In recognition of Veterans Day, Congresswoman Tulsi Gabbard will deliver the keynote address during the Veterans’ Day Ceremony in commemoration of the 99th Anniversary of the end of World War I at the Waikiki Natatorium on Saturday, Nov. 11.
“More than four million brave men and women, including 10,000 soldiers from the territory of Hawai‘i, bravely served our country during World War I,” said Rep. Tulsi Gabbard. “Nearly a century later, many of the memorials, like the WWI Waikiki Natatorium in Hawai‘i, are deteriorating, decaying, and crumbling due to decades of neglect, and many have been closed to the public for decades. The heroes of World War I fought bravely and sacrificed greatly for our country and deserve places of rest and reflection that honor their service. Passing the Honoring World War I Memorials Act of 2017 to restore our country’s World War I memorials would provide a small measure of our nation’s gratitude to those who served and sacrificed.”
“Part of honoring our veterans includes maintaining the war memorials that recognize their heroic sacrifices in defense of our country,” said Rep. Colleen Hanabusa. “I thank Congresswoman Gabbard for introducing this legislation to restore World War I memorials for future generations.”
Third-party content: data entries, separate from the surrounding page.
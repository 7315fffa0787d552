//! Telemetry configuration from environment variables.

use std::env;

/// Configuration for logging output.
#[derive(Debug, Clone)]
pub struct TelemetryConfig {
    /// Service name reported in the startup log
    pub service_name: String,

    /// Log level filter (trace, debug, info, warn, error) or a full
    /// `EnvFilter` directive
    pub log_level: String,

    /// Whether to write logs to stdout at all
    pub console_output: bool,

    /// Whether to emit JSON formatted logs
    pub json_logs: bool,
}

impl Default for TelemetryConfig {
    fn default() -> Self {
        Self {
            service_name: "stream-runtime".to_string(),
            log_level: "info".to_string(),
            console_output: true,
            json_logs: false,
        }
    }
}

impl TelemetryConfig {
    /// Create configuration from environment variables.
    ///
    /// # Environment Variables
    ///
    /// - `STREAM_SERVICE_NAME`: Service name (default: stream-runtime)
    /// - `STREAM_LOG_LEVEL` or `RUST_LOG`: Log level (default: info)
    /// - `STREAM_CONSOLE_OUTPUT`: Enable console output (default: true)
    /// - `STREAM_JSON_LOGS`: Enable JSON logs (default: false in dev, true in containers)
    pub fn from_env() -> Self {
        let is_container =
            env::var("KUBERNETES_SERVICE_HOST").is_ok() || env::var("DOCKER_CONTAINER").is_ok();

        Self {
            service_name: env::var("STREAM_SERVICE_NAME")
                .unwrap_or_else(|_| "stream-runtime".to_string()),

            log_level: env::var("STREAM_LOG_LEVEL")
                .or_else(|_| env::var("RUST_LOG"))
                .unwrap_or_else(|_| "info".to_string()),

            console_output: env::var("STREAM_CONSOLE_OUTPUT")
                .map(|v| v.to_lowercase() != "false" && v != "0")
                .unwrap_or(true),

            json_logs: env::var("STREAM_JSON_LOGS")
                .map(|v| v.to_lowercase() == "true" || v == "1")
                .unwrap_or(is_container),
        }
    }

    /// Configuration for one named application (e.g. an aggregate).
    pub fn for_application(name: &str) -> Self {
        let mut config = Self::from_env();
        config.service_name = format!("stream-{}", name);
        config
    }
}
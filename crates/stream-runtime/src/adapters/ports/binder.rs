//! # Binder Port
//!
//! The contract every messaging transport adapter implements. The runtime
//! never talks to a broker directly; it hands a channel to a binder and keeps
//! the returned handle until shutdown.

use async_trait::async_trait;
use stream_channel::ChannelRef;
use stream_types::{ConsumerOptions, ProducerOptions};
use thiserror::Error;

/// Transport-level failure reported by a binder.
///
/// The binding service turns this into `BindingError::BinderConnection`
/// carrying the channel and registered binder names.
#[derive(Debug, Clone, PartialEq, Eq, Error)]
#[error("{message}")]
pub struct TransportError {
    pub message: String,
}

impl TransportError {
    pub fn new(message: impl Into<String>) -> Self {
        Self {
            message: message.into(),
        }
    }
}

/// Pluggable adapter to a concrete messaging transport.
#[async_trait]
pub trait Binder: Send + Sync {
    /// Type tag of the implementation, e.g. `in-memory`.
    fn binder_type(&self) -> &str;

    /// Deliver messages arriving on `name` into `channel`.
    ///
    /// Consumers sharing a `group` split the traffic between them; `None`
    /// is an anonymous consumer that sees everything.
    async fn bind_consumer(
        &self,
        name: &str,
        group: Option<&str>,
        channel: ChannelRef,
        options: &ConsumerOptions,
    ) -> Result<Box<dyn BindingHandle>, TransportError>;

    /// Forward messages sent on `channel` to `name`.
    async fn bind_producer(
        &self,
        name: &str,
        channel: ChannelRef,
        options: &ProducerOptions,
    ) -> Result<Box<dyn BindingHandle>, TransportError>;
}

/// Live subscription or producer returned by a binder.
#[async_trait]
pub trait BindingHandle: Send + Sync {
    /// Stop delivery and release transport resources.
    ///
    /// Called at most once by the runtime.
    async fn unbind(&self) -> Result<(), TransportError>;

    /// False once the transport has stopped delivering for this handle.
    fn is_active(&self) -> bool;
}
//! # Channel Descriptors
//!
//! A module declares a set of named, directional channel slots. Extraction
//! validates those slots into immutable `ChannelDescriptor`s.

use serde::{Deserialize, Serialize};
use std::fmt;

/// Direction of a declared channel, seen from the module.
#[derive(Debug, Clone, Copy, PartialEq, Eq, Hash, PartialOrd, Ord, Serialize, Deserialize)]
pub enum Direction {
    /// Messages flow from the binder into the module.
    Inbound,
    /// Messages flow from the module out to the binder.
    Outbound,
}

impl Direction {
    /// Lowercase label used in logs and metric labels.
    #[must_use]
    pub fn as_str(&self) -> &'static str {
        match self {
            Self::Inbound => "inbound",
            Self::Outbound => "outbound",
        }
    }
}

impl fmt::Display for Direction {
    fn fmt(&self, f: &mut fmt::Formatter<'_>) -> fmt::Result {
        f.write_str(self.as_str())
    }
}

/// A channel slot as declared by a module, before validation.
#[derive(Debug, Clone, PartialEq, Eq)]
pub struct ChannelSlot {
    pub name: String,
    pub direction: Direction,
    pub content_type: Option<String>,
}

impl ChannelSlot {
    /// Declare an inbound slot.
    pub fn input(name: impl Into<String>) -> Self {
        Self {
            name: name.into(),
            direction: Direction::Inbound,
            content_type: None,
        }
    }

    /// Declare an outbound slot.
    pub fn output(name: impl Into<String>) -> Self {
        Self {
            name: name.into(),
            direction: Direction::Outbound,
            content_type: None,
        }
    }

    /// Attach a declared content type.
    pub fn with_content_type(mut self, content_type: impl Into<String>) -> Self {
        self.content_type = Some(content_type.into());
        self
    }
}

/// Validated metadata for one declared channel.
///
/// Ordering is by `(name, direction)` and only exists so that diagnostics
/// print in a stable order.
#[derive(Debug, Clone, PartialEq, Eq, Hash, PartialOrd, Ord, Serialize, Deserialize)]
pub struct ChannelDescriptor {
    name: String,
    direction: Direction,
    content_type: Option<String>,
}

impl ChannelDescriptor {
    pub fn new(name: impl Into<String>, direction: Direction, content_type: Option<String>) -> Self {
        Self {
            name: name.into(),
            direction,
            content_type,
        }
    }

    /// Channel name, unique per direction within its module.
    #[must_use]
    pub fn name(&self) -> &str {
        &self.name
    }

    #[must_use]
    pub fn direction(&self) -> Direction {
        self.direction
    }

    /// Content type declared by the module itself, if any.
    #[must_use]
    pub fn content_type(&self) -> Option<&str> {
        self.content_type.as_deref()
    }

    /// Same descriptor under another name. Used when a composition aliases
    /// a module's local channel name.
    #[must_use]
    pub fn renamed(&self, name: impl Into<String>) -> Self {
        Self {
            name: name.into(),
            direction: self.direction,
            content_type: self.content_type.clone(),
        }
    }
}

impl From<ChannelSlot> for ChannelDescriptor {
    fn from(slot: ChannelSlot) -> Self {
        Self::new(slot.name, slot.direction, slot.content_type)
    }
}

impl fmt::Display for ChannelDescriptor {
    fn fmt(&self, f: &mut fmt::Formatter<'_>) -> fmt::Result {
        write!(f, "{} ({})", self.name, self.direction)
    }
}
//! # Aggregation Orchestrator
//!
//! Runs the binding path for a whole composition. Names that connect two
//! modules are wired in-process through the shared channel registry; the
//! rest go through the binding service to a binder.
//!
//! ## Phases
//!
//! ```text
//! Init ──► ExtractChannels ──► MatchAndWire ──► BindRemaining ──► Running ──► Shutdown
//! ```
//!
//! An error stops the run in the phase where it happened; it never reaches
//! `Running`. Bindings already made stay registered so `shutdown` can
//! release them.
//!
//! Several runs may share one `BindingService`. Each run tracks the bindings
//! it made itself; `bindings`, `health` and `shutdown` only touch those.
//!
//! ## Matching rule
//!
//! A composition name is shared when it is declared outbound by one module
//! and inbound by a different module. A shared name accepts exactly one
//! producer and one consumer. A name declared only outbound (two sources
//! with `output`) is bound externally from every declaring module.

use std::collections::{BTreeMap, BTreeSet};
use std::fmt;
use std::sync::Arc;

use parking_lot::RwLock;
use tracing::{info, warn};

use stream_channel::{ChannelRef, DirectChannel, DEFAULT_CHANNEL_CAPACITY};
use stream_telemetry::CHANNEL_MESSAGES_SENT;
use stream_types::{BindingError, BindingResult, ChannelDescriptor, Direction};

use crate::adapters::ports::ModuleChannels;
use crate::binding::extractor::extract;
use crate::binding::service::{Binding, BindingService};
use crate::health::{HealthReport, HealthStatus};
use crate::wiring::composition::ModuleComposition;
use crate::wiring::shared_channels::SharedChannelRegistry;

/// Lifecycle phase of an aggregated run.
#[derive(Debug, Clone, Copy, PartialEq, Eq, PartialOrd, Ord)]
pub enum AggregatePhase {
    Init,
    ExtractChannels,
    MatchAndWire,
    BindRemaining,
    Running,
    Shutdown,
}

impl fmt::Display for AggregatePhase {
    fn fmt(&self, f: &mut fmt::Formatter<'_>) -> fmt::Result {
        let label = match self {
            Self::Init => "init",
            Self::ExtractChannels => "extract-channels",
            Self::MatchAndWire => "match-and-wire",
            Self::BindRemaining => "bind-remaining",
            Self::Running => "running",
            Self::Shutdown => "shutdown",
        };
        f.write_str(label)
    }
}

/// A descriptor of one module with its composition name.
struct Declared {
    module: usize,
    local: ChannelDescriptor,
    name: String,
}

#[derive(Default)]
struct Endpoints {
    producers: Vec<usize>,
    consumers: Vec<usize>,
}

impl Endpoints {
    fn crosses_modules(&self) -> bool {
        self.producers
            .iter()
            .any(|p| self.consumers.iter().any(|c| c != p))
    }
}

/// Orchestrates binding and wiring of a `ModuleComposition`.
pub struct AggregateRuntime {
    composition: ModuleComposition,
    service: Arc<BindingService>,
    shared: SharedChannelRegistry,
    strict_shared_bindings: bool,
    channel_capacity: usize,
    phase: RwLock<AggregatePhase>,
    module_channels: RwLock<Vec<ModuleChannels>>,
    bindings: RwLock<Vec<Arc<Binding>>>,
}

impl AggregateRuntime {
    pub fn new(composition: ModuleComposition, service: Arc<BindingService>) -> Self {
        let module_channels = vec![ModuleChannels::new(); composition.len()];
        Self {
            composition,
            service,
            shared: SharedChannelRegistry::new(),
            strict_shared_bindings: false,
            channel_capacity: DEFAULT_CHANNEL_CAPACITY,
            phase: RwLock::new(AggregatePhase::Init),
            module_channels: RwLock::new(module_channels),
            bindings: RwLock::new(Vec::new()),
        }
    }

    /// Fail instead of warning when a shared name carries binder,
    /// destination or group settings.
    #[must_use]
    pub fn with_strict_shared_bindings(mut self, strict: bool) -> Self {
        self.strict_shared_bindings = strict;
        self
    }

    #[must_use]
    pub fn with_channel_capacity(mut self, capacity: usize) -> Self {
        self.channel_capacity = capacity.max(1);
        self.shared = SharedChannelRegistry::with_capacity(self.channel_capacity);
        self
    }

    #[must_use]
    pub fn phase(&self) -> AggregatePhase {
        *self.phase.read()
    }

    #[must_use]
    pub fn composition(&self) -> &ModuleComposition {
        &self.composition
    }

    #[must_use]
    pub fn service(&self) -> &Arc<BindingService> {
        &self.service
    }

    #[must_use]
    pub fn shared_channels(&self) -> &SharedChannelRegistry {
        &self.shared
    }

    /// External bindings made by this run.
    #[must_use]
    pub fn bindings(&self) -> Vec<Arc<Binding>> {
        self.bindings.read().clone()
    }

    /// Live channels of the module playing `role`.
    #[must_use]
    pub fn module_channels(&self, role: &str) -> Option<ModuleChannels> {
        let index = self
            .composition
            .entries()
            .iter()
            .position(|e| e.role() == role)?;
        self.module_channels.read().get(index).cloned()
    }

    /// Health of this run's bindings. Always `Down` once shut down.
    #[must_use]
    pub fn health(&self) -> HealthReport {
        let mut report = HealthReport::from_bindings(&self.bindings(), self.shared.names());
        if self.phase() == AggregatePhase::Shutdown {
            report.status = HealthStatus::Down;
        }
        report
    }

    fn transition(&self, next: AggregatePhase) {
        let mut phase = self.phase.write();
        info!("[Aggregate] Phase {} -> {}", *phase, next);
        *phase = next;
    }

    /// Wire and bind every module, then hand each its channels.
    pub async fn start(&self) -> BindingResult<()> {
        if self.phase() != AggregatePhase::Init {
            return Err(BindingError::config(format!(
                "aggregate cannot start from phase '{}'",
                self.phase()
            )));
        }
        if self.composition.is_empty() {
            return Err(BindingError::config("composition contains no modules"));
        }

        self.transition(AggregatePhase::ExtractChannels);
        let declared = self.extract_all()?;

        self.transition(AggregatePhase::MatchAndWire);
        let shared_names = self.match_and_wire(&declared)?;

        self.transition(AggregatePhase::BindRemaining);
        for item in declared.iter().filter(|d| !shared_names.contains(&d.name)) {
            self.bind_external(item).await?;
        }

        let channels = self.module_channels.read().clone();
        for (entry, channels) in self.composition.entries().iter().zip(channels.iter()) {
            entry.module().on_channels_ready(channels)?;
        }

        self.transition(AggregatePhase::Running);
        info!(
            "[Aggregate] Running: {} module(s), {} shared channel(s), {} external binding(s)",
            self.composition.len(),
            self.shared.len(),
            self.bindings.read().len()
        );
        Ok(())
    }

    fn extract_all(&self) -> BindingResult<Vec<Declared>> {
        let mut declared = Vec::new();
        for (index, entry) in self.composition.entries().iter().enumerate() {
            for local in extract(entry.module().as_ref())? {
                let name = entry.composite_name(local.direction(), local.name());
                declared.push(Declared {
                    module: index,
                    local,
                    name,
                });
            }
        }
        Ok(declared)
    }

    fn match_and_wire(&self, declared: &[Declared]) -> BindingResult<BTreeSet<String>> {
        let mut endpoints: BTreeMap<&str, Endpoints> = BTreeMap::new();
        for item in declared {
            let entry = endpoints.entry(item.name.as_str()).or_default();
            match item.local.direction() {
                Direction::Outbound => entry.producers.push(item.module),
                Direction::Inbound => entry.consumers.push(item.module),
            }
        }

        let mut shared_names = BTreeSet::new();
        for (name, ends) in &endpoints {
            if !ends.crosses_modules() {
                continue;
            }
            if ends.producers.len() > 1 || ends.consumers.len() > 1 {
                return Err(BindingError::SharedWiringConflict {
                    channel: (*name).to_string(),
                    reason: format!(
                        "{} producer(s) [{}] and {} consumer(s) [{}]; a shared channel takes exactly one of each",
                        ends.producers.len(),
                        self.roles(&ends.producers),
                        ends.consumers.len(),
                        self.roles(&ends.consumers)
                    ),
                });
            }
            shared_names.insert((*name).to_string());
        }

        for item in declared.iter().filter(|d| shared_names.contains(&d.name)) {
            self.wire_shared(item)?;
        }

        Ok(shared_names)
    }

    fn wire_shared(&self, item: &Declared) -> BindingResult<()> {
        let role = self.composition.entries()[item.module].role();

        let ignored = self.service.explicit_external_keys(Some(role), &item.name);
        if !ignored.is_empty() {
            if self.strict_shared_bindings {
                return Err(BindingError::SharedWiringConflict {
                    channel: item.name.clone(),
                    reason: format!(
                        "[{}] configured for module '{}' but the channel is wired in-process",
                        ignored.join(", "),
                        role
                    ),
                });
            }
            warn!(
                channel = %item.name,
                role,
                ignored = ?ignored,
                "External binding settings ignored on shared channel"
            );
        }

        let mut properties = self.service.resolve(Some(role), &item.name)?;
        if properties.content_type.is_none() {
            properties.content_type = item.local.content_type().map(str::to_string);
        }

        let channel = self.shared.get_or_create(&item.name);
        let channel = self.service.configure_channel(channel, &item.name, &properties);
        self.module_channels.write()[item.module].insert(item.local.name(), item.local.direction(), channel);

        info!(
            "[Aggregate] '{}' ({} of '{}') wired to shared channel '{}'",
            item.local.name(),
            item.local.direction(),
            role,
            item.name
        );
        Ok(())
    }

    async fn bind_external(&self, item: &Declared) -> BindingResult<()> {
        let role = self.composition.entries()[item.module].role().to_string();
        let channel = DirectChannel::shared(item.name.as_str(), self.channel_capacity);
        let descriptor = item.local.renamed(item.name.as_str());

        let binding = self
            .service
            .bind_descriptor(Some(&role), &descriptor, channel.clone())
            .await?;
        self.bindings.write().push(binding);
        self.module_channels.write()[item.module].insert(item.local.name(), item.local.direction(), channel);
        Ok(())
    }

    fn roles(&self, modules: &[usize]) -> String {
        modules
            .iter()
            .map(|&i| self.composition.entries()[i].role())
            .collect::<Vec<_>>()
            .join(", ")
    }

    /// Release the external bindings of this run, newest first, and discard
    /// the shared channels.
    ///
    /// Safe to call from any phase and more than once.
    pub async fn shutdown(&self) {
        if self.phase() == AggregatePhase::Shutdown {
            return;
        }
        self.transition(AggregatePhase::Shutdown);

        // A shared channel sits in both the producer's and the consumer's map.
        let mut counted: Vec<ChannelRef> = Vec::new();
        for channels in self.module_channels.read().iter() {
            for (_, channel) in channels.inputs().chain(channels.outputs()) {
                if !counted.iter().any(|c| Arc::ptr_eq(c, channel)) {
                    counted.push(channel.clone());
                }
            }
        }
        for channel in &counted {
            CHANNEL_MESSAGES_SENT
                .with_label_values(&[channel.name()])
                .inc_by(channel.messages_sent() as f64);
        }

        let bindings = self.bindings();
        info!("[Aggregate] Unbinding {} binding(s)", bindings.len());
        for binding in bindings.iter().rev() {
            self.service.unbind(binding).await;
        }
        let discarded = self.shared.clear();
        info!("[Aggregate] Shutdown complete, {} shared channel(s) discarded", discarded.len());
    }
}
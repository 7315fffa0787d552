//! # Module Composition
//!
//! The ordered list of modules taking part in one aggregated run, each with a
//! role and optional channel aliases.
//!
//! Aliases map a module-local channel name to the name used across the
//! composition. Two modules meet on a channel when one declares it outbound
//! and the other inbound under the same composition name.
//!
//! `AggregateBuilder` links modules in a chain:
//!
//! ```text
//! from(source).as_role("source").to(processor).as_role("doubler")
//!
//!   source            processor
//!   output ──────────► input          both renamed to "source.output"
//!                      output         stays "output", bound externally
//! ```

use std::collections::BTreeMap;
use std::sync::Arc;

use stream_types::{BindingError, BindingResult, Direction};

use crate::adapters::ports::ModuleDefinition;

/// One module inside a composition.
#[derive(Clone)]
pub struct CompositionEntry {
    module: Arc<dyn ModuleDefinition>,
    role: String,
    aliases: BTreeMap<(Direction, String), String>,
}

impl CompositionEntry {
    /// Entry whose role is the module name.
    pub fn new(module: Arc<dyn ModuleDefinition>) -> Self {
        let role = module.name().to_string();
        Self {
            module,
            role,
            aliases: BTreeMap::new(),
        }
    }

    #[must_use]
    pub fn with_role(mut self, role: impl Into<String>) -> Self {
        self.role = role.into();
        self
    }

    /// Expose the module's `local` channel as `name` within the composition.
    #[must_use]
    pub fn with_alias(mut self, direction: Direction, local: impl Into<String>, name: impl Into<String>) -> Self {
        self.aliases.insert((direction, local.into()), name.into());
        self
    }

    #[must_use]
    pub fn module(&self) -> &Arc<dyn ModuleDefinition> {
        &self.module
    }

    #[must_use]
    pub fn role(&self) -> &str {
        &self.role
    }

    /// Composition name of a module-local channel.
    #[must_use]
    pub fn composite_name(&self, direction: Direction, local: &str) -> String {
        self.aliases
            .get(&(direction, local.to_string()))
            .cloned()
            .unwrap_or_else(|| local.to_string())
    }
}

impl std::fmt::Debug for CompositionEntry {
    fn fmt(&self, f: &mut std::fmt::Formatter<'_>) -> std::fmt::Result {
        f.debug_struct("CompositionEntry")
            .field("module", &self.module.name())
            .field("role", &self.role)
            .field("aliases", &self.aliases)
            .finish()
    }
}

/// Ordered modules of one run.
#[derive(Debug, Clone, Default)]
pub struct ModuleComposition {
    entries: Vec<CompositionEntry>,
}

impl ModuleComposition {
    pub fn new() -> Self {
        Self::default()
    }

    /// One-module composition.
    pub fn single(module: Arc<dyn ModuleDefinition>) -> Self {
        Self::new().with_entry(CompositionEntry::new(module))
    }

    #[must_use]
    pub fn with_entry(mut self, entry: CompositionEntry) -> Self {
        self.entries.push(entry);
        self
    }

    #[must_use]
    pub fn with_module(self, module: Arc<dyn ModuleDefinition>) -> Self {
        self.with_entry(CompositionEntry::new(module))
    }

    pub fn push(&mut self, entry: CompositionEntry) {
        self.entries.push(entry);
    }

    #[must_use]
    pub fn entries(&self) -> &[CompositionEntry] {
        &self.entries
    }

    #[must_use]
    pub fn len(&self) -> usize {
        self.entries.len()
    }

    #[must_use]
    pub fn is_empty(&self) -> bool {
        self.entries.is_empty()
    }
}

/// Chain builder with convention renames between adjacent modules.
pub struct AggregateBuilder {
    entries: Vec<CompositionEntry>,
}

impl AggregateBuilder {
    /// Start a chain with `module`.
    #[allow(clippy::should_implement_trait)]
    pub fn from(module: Arc<dyn ModuleDefinition>) -> Self {
        Self {
            entries: vec![CompositionEntry::new(module)],
        }
    }

    /// Role of the module added last.
    #[must_use]
    pub fn as_role(mut self, role: impl Into<String>) -> Self {
        if let Some(last) = self.entries.pop() {
            self.entries.push(last.with_role(role));
        }
        self
    }

    /// Append `module`, fed by the module added before it.
    #[must_use]
    pub fn to(mut self, module: Arc<dyn ModuleDefinition>) -> Self {
        self.entries.push(CompositionEntry::new(module));
        self
    }

    /// Apply the convention renames and produce the composition.
    ///
    /// Each link renames the upstream sole output and the downstream sole
    /// input to `<upstream role>.<upstream output>`.
    ///
    /// # Errors
    ///
    /// `Configuration` when a linked module does not declare exactly one
    /// channel on the linked side.
    pub fn build(self) -> BindingResult<ModuleComposition> {
        let mut entries = self.entries;

        for i in 1..entries.len() {
            let upstream_output = sole_slot(&entries[i - 1], Direction::Outbound)?;
            let downstream_input = sole_slot(&entries[i], Direction::Inbound)?;
            let link = format!("{}.{}", entries[i - 1].role(), upstream_output);

            let upstream = entries[i - 1].clone();
            entries[i - 1] = upstream.with_alias(Direction::Outbound, upstream_output, link.clone());
            let downstream = entries[i].clone();
            entries[i] = downstream.with_alias(Direction::Inbound, downstream_input, link);
        }

        Ok(ModuleComposition { entries })
    }
}

fn sole_slot(entry: &CompositionEntry, direction: Direction) -> BindingResult<String> {
    let names: Vec<String> = entry
        .module()
        .channels()
        .into_iter()
        .filter(|slot| slot.direction == direction)
        .map(|slot| slot.name)
        .collect();

    match names.as_slice() {
        [name] => Ok(name.clone()),
        _ => Err(BindingError::config(format!(
            "module '{}' (role '{}') must declare exactly one {} channel to be linked, found {}",
            entry.module().name(),
            entry.role(),
            direction,
            names.len()
        ))),
    }
}

#[cfg(test)]
mod tests {
    use super::*;
    use crate::modules::ModuleSpec;

    #[test]
    fn test_entry_defaults_role_to_module_name() {
        let entry = CompositionEntry::new(ModuleSpec::source().build());
        assert_eq!(entry.role(), "source");
        assert_eq!(entry.composite_name(Direction::Outbound, "output"), "output");
    }

    #[test]
    fn test_alias_is_per_direction() {
        let entry = CompositionEntry::new(ModuleSpec::processor().build()).with_alias(
            Direction::Inbound,
            "input",
            "numbers",
        );
        assert_eq!(entry.composite_name(Direction::Inbound, "input"), "numbers");
        assert_eq!(entry.composite_name(Direction::Outbound, "input"), "input");
    }

    #[test]
    fn test_builder_links_adjacent_modules() {
        let composition = AggregateBuilder::from(ModuleSpec::source().build())
            .as_role("source")
            .to(ModuleSpec::new("proc").input("input").output("output2").build())
            .as_role("processor")
            .build()
            .unwrap();

        let entries = composition.entries();
        assert_eq!(entries.len(), 2);
        assert_eq!(entries[0].composite_name(Direction::Outbound, "output"), "source.output");
        assert_eq!(entries[1].composite_name(Direction::Inbound, "input"), "source.output");
        assert_eq!(entries[1].composite_name(Direction::Outbound, "output2"), "output2");
        assert_eq!(entries[1].role(), "processor");
    }

    #[test]
    fn test_builder_chain_of_three_uses_distinct_links() {
        let composition = AggregateBuilder::from(ModuleSpec::source().build())
            .to(ModuleSpec::processor().build())
            .to(ModuleSpec::sink().build())
            .build()
            .unwrap();

        let entries = composition.entries();
        assert_eq!(entries[1].composite_name(Direction::Inbound, "input"), "source.output");
        assert_eq!(entries[1].composite_name(Direction::Outbound, "output"), "processor.output");
        assert_eq!(entries[2].composite_name(Direction::Inbound, "input"), "processor.output");
    }

    #[test]
    fn test_builder_rejects_ambiguous_link() {
        let err = AggregateBuilder::from(ModuleSpec::new("two").output("a").output("b").build())
            .to(ModuleSpec::sink().build())
            .build()
            .unwrap_err();
        assert!(err.to_string().contains("exactly one outbound channel"));
    }
}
“We applaud Congresswoman Gabbard’s legislation to give our World War I memorials the protection they deserve,” said Stephanie K. Meeks, president and CEO of the National Trust for Historic Preservation. “Often neglected, World War I memorials across the country are some of the most unique and functional community resources. As we join the world in reflecting on the centennial of the war, the Honoring World War I Memorials Act helps bring much needed focus on these memorials and ensures the sacrifices of the millions of Americans who served are not forgotten.”
“We are thrilled to have this support for our efforts of commemoration, education, and public outreach,” said Daniel Dayton, executive director of the WWI Centennial Commission. “The American men and women who served in World War I helped to change the entire world. 4.7 million Americans stepped forward to serve in uniform during World War I. Two million of them deployed overseas. 116,516 of them never made it home. No war should be forgotten, and no military member’s service should be forgotten. The lessons of their service need to be honored, and to be learned from.”
“I deeply appreciate our esteemed Congressional Representative Tulsi Gabbard’s commitment and diligent efforts on this admirable and long-needed legislation,” said Michelle Matson, Honolulu community advocate for the preservation, protection, and restoration of treasured historic sites and landscapes. “There is great history in Hawai‘i to honor our veterans who served during World War I. An ancestor, William G. Irwin, was the architect of the Kapiolani Park Trust and upon his death, his residential site was sold to the four counties of the Territory of Hawaii by his family for the purpose of the War Memorial. A substantial boulder with a bronze plaque commemorating the citizens of the Territory of Hawai‘i who made the ultimate sacrifice for our country is situated on this site today, amidst the protected green open space and with Diamond Head, a designated National Natural Landmark and State Historic Monument, as its dynamic backdrop. This site is the park portion of the War Memorial mauka of the seawall, which was conveyed into the Kapiolani Park Trust in 1998 for public protection in perpetuity. Our country’s significant and historical memorials to our freedom are worthy of the utmost respect, protection and restoration.”